History: People exposed to volcanic ash show increased respiratory symptoms. The duration of exposure, the characteristics and ash concentration are determinants of the impact on respiratory health.
Objectives: To describe the prevalence of wheezing over the past year within the adult population exposed to volcanic ash spilling in two cities with different levels of exposure. Secondarily, to describe the prevalence of ocular and respiratory symptoms in those populations.
Materials and methods: A cross-sectional study was conducted five days after the eruption of the Calbuco volcano in two Patagonian cities with different levels of exposure (high and low levels of exposure). The prevalence of wheezing and respiratory and ocular symptoms was evaluated by means of telephone surveys conducted through an interactive voice response system.
Results: The prevalence of wheezing was similar both in cities with low and with high levels of exposure (30.2% vs. 31.0%; p: 0.82). The respiratory and ocular symptoms were 32% and 57%, respectively (p: NS).
Conclusion: After the eruption of the Calbuco volcano, a high proportion of the exposed population showed wheezing and respiratory and ocular symptoms. No differences were shown between the analyzed cities. The prevalence of wheezing in these cities was higher than that reported on the national level. The respiratory symptoms and the prevalence of wheezing in adults were higher than those reported on the national level.

Key words: VVolcanic ash; Respiratory health; Symptoms; Asthma.



9% of the world’s human population living near active volcanoes knows and accepts the consequences of eruptions1. The amount of people that may be affected by ashes produced during volcanic eruptive events is not limited to population living nearby, given the natural dispersion and cyclic suspension of volcanic material by the action of the wind and human activity2. Therefore, it is very important to know the potential adverse health effects derived from volcanic activity in order to determine actions and strategies to face sanitary problems caused by volcanoes within the exposed population. Globally speaking, Indonesia reports the highest number of deaths related to historical eruptions (~61%), and the third place (~9.5%) goes to South America3. The Andean Mountains contain 66 of the 550 active volcanoes worldwide, and are given third place regarding the frequency of volcanoes with registered eruptions at least once, after Indonesia and Japan. Recently, two volcanic events were produced in the region of the Chilean Patagonia, Puyehue-Cordón Caulle (2011) and Calbuco (2015). In both cases, ash dispersion affected the same area of the Argentinean Patagonia (Figure 1), causing socio-economic and health-related problems for the population4, 5.

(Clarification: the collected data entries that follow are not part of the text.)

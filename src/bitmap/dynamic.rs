//! Mid-run capacity modification against a live bitmap.
//!
//! Distinct from exceptions on a [`crate::models::WorkingCalendar`]:
//! these mutate an already-materialised bitmap directly and never touch
//! the calendar that produced it.

use super::{AllocationRecord, OccupancyBitmap};

impl OccupancyBitmap {
    /// Adds or removes capacity over `[begin, end)`, clipped to the
    /// live window. Never fails.
    ///
    /// - `is_working = true` (overtime): sets every bit in range to
    ///   free. Always returns an empty list.
    /// - `is_working = false` (breakdown): reports every committed
    ///   allocation whose spans intersect the range — once each, in
    ///   allocation order — then clears every bit in range to
    ///   occupied, regardless of its prior value. Reported allocations
    ///   are left in `allocations`; only the bits change.
    pub fn apply_dynamic_exception(
        &mut self,
        begin: i64,
        end: i64,
        is_working: bool,
    ) -> Vec<AllocationRecord> {
        if is_working {
            self.set_span(begin, end, 1);
            return Vec::new();
        }

        let conflicts: Vec<AllocationRecord> = self
            .allocations()
            .iter()
            .filter(|r| r.spans.iter().any(|&(s, e)| s < end && begin < e))
            .cloned()
            .collect();

        self.set_span(begin, end, 0);
        conflicts
    }
}

#[cfg(test)]
mod tests {
    use std::rc::Rc;

    use chrono::{NaiveDate, NaiveDateTime, NaiveTime, Weekday};

    use super::*;
    use crate::models::{TimeResolution, WorkingCalendar, WorkingPeriod};

    fn standard_calendar() -> Rc<WorkingCalendar> {
        let period = WorkingPeriod::new(
            NaiveTime::from_hms_opt(8, 0, 0).unwrap(),
            NaiveTime::from_hms_opt(17, 0, 0).unwrap(),
        );
        let mut cal = WorkingCalendar::new("standard");
        for weekday in [
            Weekday::Mon,
            Weekday::Tue,
            Weekday::Wed,
            Weekday::Thu,
            Weekday::Fri,
        ] {
            cal = cal.with_rule(weekday, vec![period]);
        }
        Rc::new(cal)
    }

    fn epoch() -> NaiveDateTime {
        NaiveDate::from_ymd_opt(2025, 1, 6)
            .unwrap()
            .and_hms_opt(0, 0, 0)
            .unwrap()
    }

    fn fresh_bitmap() -> OccupancyBitmap {
        let cal = standard_calendar();
        let start = epoch();
        let end = start + chrono::Duration::days(5);
        OccupancyBitmap::from_calendar(cal, start, end, epoch(), TimeResolution::minute()).unwrap()
    }

    /// S8: a dynamic removal intersecting a prior allocation reports it.
    #[test]
    fn test_s8_dynamic_removal_reports_conflict() {
        let mut bm = fresh_bitmap();
        let record = bm.allocate("O1", 480, 120, false, 1, None).unwrap();

        let conflicts = bm.apply_dynamic_exception(540, 600, false);
        assert_eq!(conflicts, vec![record]);
    }

    #[test]
    fn test_dynamic_removal_no_conflict_when_disjoint() {
        let mut bm = fresh_bitmap();
        bm.allocate("O1", 480, 120, false, 1, None).unwrap();

        let conflicts = bm.apply_dynamic_exception(700, 760, false);
        assert!(conflicts.is_empty());
    }

    #[test]
    fn test_dynamic_removal_clears_bits_regardless_of_prior_value() {
        let mut bm = fresh_bitmap();
        assert_eq!(bm.bits()[600], 1);
        bm.apply_dynamic_exception(540, 600, false);
        assert_eq!(bm.bits()[599], 0);
    }

    #[test]
    fn test_dynamic_addition_marks_bits_free() {
        let mut bm = fresh_bitmap();
        let non_working_idx = 1020; // Monday 17:00, just past close.
        assert_eq!(bm.bits()[non_working_idx], 0);
        bm.apply_dynamic_exception(non_working_idx as i64, non_working_idx as i64 + 60, true);
        assert_eq!(bm.bits()[non_working_idx], 1);
    }

    #[test]
    fn test_dynamic_exception_clips_to_live_window() {
        let mut bm = fresh_bitmap();
        let end = bm.horizon_end();
        // Range far beyond the live window must not panic.
        let conflicts = bm.apply_dynamic_exception(end - 5, end + 10_000, false);
        assert!(conflicts.is_empty());
    }
}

Figure 1. Satellite image of the eruption of the Calbuco volcano. The two surveyed cities can be observed (dates): San Carlos de Bariloche and Neuquén. Source: National Geology and Mining Service, Ministry of Mining, Chile (

Acute exposure to suspended volcanic ashes causes ocular and respiratory symptoms, mainly due to the inflammatory response to inorganic particles6, 7. Previous studies of other eruptive events reported a higher rate of respiratory symptoms and exacerbations of chronic respiratory diseases in the adult population exposed to these ashes. The same was reported for Bariloche, with the eruption of the Puyehue-Caulle mountain range in 20118-10.
In 2013, two years after the eruption of the Puyehue-Caulle mountain range, our team, using the ISAAC methodology11 (International Study of Asthma and Allergies in Childhood), reported 14% prevalence of asthma-related symptoms in 13 and 14 year old school-attending students exposed to volcanic ashes in the city of Bariloche. This figure exceeded the known historic figures for these symptoms in this city12. However, lung function results measured by spirometry were not affected in this population. The same was reported by Benitez et al regarding the adult population affected by the same volcano10. The eruption of the Calbuco volcano provided a unique opportunity to describe the short-term impact on the prevalence of symptoms comparing two populations with different levels of acute exposure to ashes.
The primary objective of this study is to explore the prevalence of wheezing five days after the eruption within the adult population of two cities with different levels of exposure to volcanic ash. Secondarily, to evaluate the prevalence of ocular and general respiratory symptoms in those populations.

Materials and Methods

We developed a cross-sectional, population-based study five days after the eruption of the Calbuco volcano (April 30, 2015), to compare two cities of the northwestern area of the Argentinian Patagonia. Since the air quality measurement was not available when the study was published, the level of exposure was determined according to the distance from the Calbuco volcano to each city (41.3304° S, 72.6087° W). The city of San Carlos de Bariloche (41.1335° S, 71.3103° W) is located 70 km from the focus. Given that ash accumulation was evident and visible, this city was defined as a high-level exposure environment. On the other hand, the city of Neuquén, located 500 km from the eruption (38.9517° S, 68.0592° W) showed weak ash spilling and so was defined as a low-level exposure area (Figure 1).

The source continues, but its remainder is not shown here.